Confier à l’intelligence artificielle l’exploitation des images de la vidéosurveillance, c’est planter une banderille de plus dans le dos de l’anonymat. Demain dans les transports, après-demain dans la rue. La surveillance des télécommunications et des réseaux sociaux ne suffit plus. Alors, derrière le prétexte de la sécurité du quotidien, on va déployer l’intelligence artificielle, alors que l’objectif n’est autre que de tuer dans l’œuf tout mouvement contestataire susceptible de provoquer des émeutes et de la casse. La lutte contre l’insécurité n’est évidemment qu’un prétexte accessoire, bien utile avant les élections, savamment colporté par les médias. Ils veulent faire plier ceux qui refusent de courber l’échine, en usant au besoin du vocable de la nécessité impérieuse de maintenir l’ordre public. Le système ne maintient pas l’ordre public : il administre le chaos. En étant fort avec les faibles, et faible avec les forts.

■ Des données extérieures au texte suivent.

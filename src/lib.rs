pub mod admin_policy;
pub mod auth;
pub mod config;
pub mod coordinator;
pub mod cross_project_router;
pub mod error;
pub mod events;
pub mod gc;
pub mod guards;
pub mod meeting_service;
pub mod models;
pub mod negotiator;
pub mod project_registry;
pub mod protocol_registry;
pub mod reply_transport;
pub mod router;
pub mod routes;
pub mod session_manager;
pub mod stats;
pub mod store;
pub mod task_service;

use std::sync::Arc;

use rocket_cors::CorsOptions;

use admin_policy::AdminPolicy;
use auth::AuthService;
use config::Config;
use coordinator::DiscussionCoordinator;
use cross_project_router::CrossProjectRouter;
use events::EventBus;
use meeting_service::{MeetingService, SqliteMeetingStore};
use negotiator::Negotiator;
use project_registry::{ProjectRegistry, SqliteProjectStore};
use protocol_registry::ProtocolRegistry;
use reply_transport::HttpReplyTransport;
use router::Router;
use session_manager::SessionManager;
use store::SqliteStore;
use task_service::{SqliteTaskStore, TaskService};

pub fn rocket() -> rocket::Rocket<rocket::Build> {
    let config = Config::from_env();
    rocket_with_db(&config.database_path)
}

pub fn rocket_with_db(db_path: &str) -> rocket::Rocket<rocket::Build> {
    let config = Config::from_env();
    rocket_with_db_and_config(db_path, config)
}

pub fn rocket_with_db_and_config(db_path: &str, config: Config) -> rocket::Rocket<rocket::Build> {
    let mut config = config;
    config.database_path = db_path.to_string();
    build_rocket(config)
}

fn build_rocket(config: Config) -> rocket::Rocket<rocket::Build> {
    if config.database_path != ":memory:" {
        if let Some(parent) = std::path::Path::new(&config.database_path).parent() {
            std::fs::create_dir_all(parent).ok();
        }
    }

    let sqlite = Arc::new(if config.database_path == ":memory:" {
        SqliteStore::in_memory()
    } else {
        SqliteStore::new(&config.database_path)
    });
    let store: Arc<dyn store::Store> = sqlite.clone();

    let projects = Arc::new(ProjectRegistry::new(Box::new(SqliteProjectStore::new(sqlite.clone()))));
    if let Err(err) = projects.ensure_seed_project(&config.seed_project_id) {
        tracing::warn!(error = %err, "failed to provision seed project");
    }

    let policy = Arc::new(AdminPolicy::new(projects.clone(), config.permission_cache_ttl));

    let sessions = Arc::new(SessionManager::new(
        store.clone(),
        projects.clone(),
        config.queue_capacity,
        config.queue_warning_ratio,
        config.stale_threshold,
        config.disconnect_threshold,
    ));

    let protocols = Arc::new(ProtocolRegistry::new(store.clone(), projects.clone()));
    let negotiator = Arc::new(Negotiator::new());
    let router = Arc::new(Router::new(sessions.clone(), projects.clone()));
    let cross_project_router = Arc::new(CrossProjectRouter::new(
        router.clone(),
        sessions.clone(),
        policy.clone(),
        config.cross_project_rate_window,
    ));

    let auth = Arc::new(AuthService::new(
        config.jwt_secret.clone(),
        config.jwt_access_ttl,
        config.jwt_refresh_ttl,
    ));
    if let Err(err) = auth.ensure_admin_user(&config.admin_username, &config.admin_password) {
        tracing::warn!(error = %err, "failed to provision admin user");
    }

    let meetings = Arc::new(MeetingService::new(Box::new(SqliteMeetingStore::new(sqlite.clone()))));
    let tasks = Arc::new(TaskService::new(Box::new(SqliteTaskStore::new(sqlite.clone())), auth.clone()));
    let events = Arc::new(EventBus::new());
    let transport = Arc::new(HttpReplyTransport::new());
    let coordinator = Arc::new(DiscussionCoordinator::new(
        meetings.clone(),
        events.clone(),
        transport.clone() as Arc<dyn coordinator::ReplyTransport>,
        config.max_discussion_rounds,
        config.reply_timeout,
        config.consensus_threshold,
    ));

    let cors = CorsOptions::default().to_cors().expect("Failed to create CORS");
    let gc_sessions = sessions.clone();

    rocket::build()
        .manage(config)
        .manage(projects)
        .manage(policy)
        .manage(sessions)
        .manage(protocols)
        .manage(negotiator)
        .manage(router)
        .manage(cross_project_router)
        .manage(auth)
        .manage(meetings)
        .manage(tasks)
        .manage(events)
        .manage(transport)
        .manage(coordinator)
        .attach(cors)
        .register(
            "/",
            rocket::catchers![routes::not_found, routes::too_many_requests, routes::default_catcher],
        )
        .mount(
            "/",
            rocket::routes![
                routes::project::create_project,
                routes::project::list_projects,
                routes::project::get_project,
                routes::project::update_project,
                routes::project::delete_project,
                routes::project::rotate_keys,
                routes::protocol::register,
                routes::protocol::discover,
                routes::protocol::get_protocol,
                routes::protocol::delete_protocol,
                routes::protocol::share,
                routes::protocol::unshare,
                routes::session::create,
                routes::session::list,
                routes::session::get,
                routes::session::heartbeat,
                routes::session::dequeue,
                routes::session::disconnect,
                routes::message::send,
                routes::message::broadcast,
                routes::message::cross_project_send,
                routes::message::negotiate,
                routes::message::compatibility_matrix,
                routes::meeting::create,
                routes::meeting::get,
                routes::meeting::add_participant,
                routes::meeting::start,
                routes::meeting::messages,
                routes::meeting::decisions,
                routes::meeting::submit_opinion,
                routes::meeting::submit_vote,
                routes::meeting::events_ws,
                routes::auth::register,
                routes::auth::login,
                routes::auth::refresh,
                routes::auth::logout,
                routes::auth::register_agent,
                routes::system::health,
                routes::system::stats,
                routes::task::create,
                routes::task::list,
                routes::task::get,
                routes::task::update,
                routes::task::delete,
                routes::task::assign,
                routes::task::unassign,
                routes::task::set_status,
                routes::task::add_dependency,
                routes::task::remove_dependency,
            ],
        )
        .attach(rocket::fairing::AdHoc::on_liftoff("Session GC", move |_rocket| {
            Box::pin(async move {
                gc::spawn_session_gc(gc_sessions);
                println!("session gc sweep started");
            })
        }))
}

Le système libéral mondialisé, par la voix de ses élus, qui partout détricotent le code du travail et combattent inlassablement les acquis sociaux, réduisant l’homme à un individu déraciné, atone, amorphe, interchangeable, simplement bon à consommer, paupérisé, est précisément celui-là même qui provoque l’explosion sociale qui point par intermittence, mais de plus en plus régulièrement. Ainsi, le système joue une fois de plus au pompier pyromane, essayant d’éteindre l’incendie social avec de l’essence. Pour reprendre le mot de Bossuet, il déplore les effets dont il chérit pourtant les causes (puisqu’il est évidemment à l’origine desdites causes).Car, ne nous berçons pas d’illusions, il n’y a pas de raisons que ce qui se passe déjà ailleurs n’arrive pas demain chez nous. Il y a quelques années, une connaissance ayant vécu à Singapour me racontait qu’un étudiant français en échange là-bas, et qu’il connaissait, avait ramassé par terre un billet de 10 ou 20 dollars locaux, et qu’il avait été arrêté chez lui le lendemain et condamné à trois mois de prison car il n’avait pas ramené l’argent à la police, bien que la somme soit dérisoire. Son faciès avait été scanné à son arrivée à l’aéroport, et une caméra de vidéosurveillance avait fait le lien, ce qui avait précipité son arrestation. Cela se passe déjà à l’autre bout du monde, cela arrivera demain chez nous. Et il serait bien naïf et illusoire de penser que la Commission Nationale Informatique & Libertés (CNIL) ou le Règlement Général de Protection des Données (RGPD) nous protègerons. Ces garde-fous tomberont tôt ou tard devant l’ampleur des enjeux financiers.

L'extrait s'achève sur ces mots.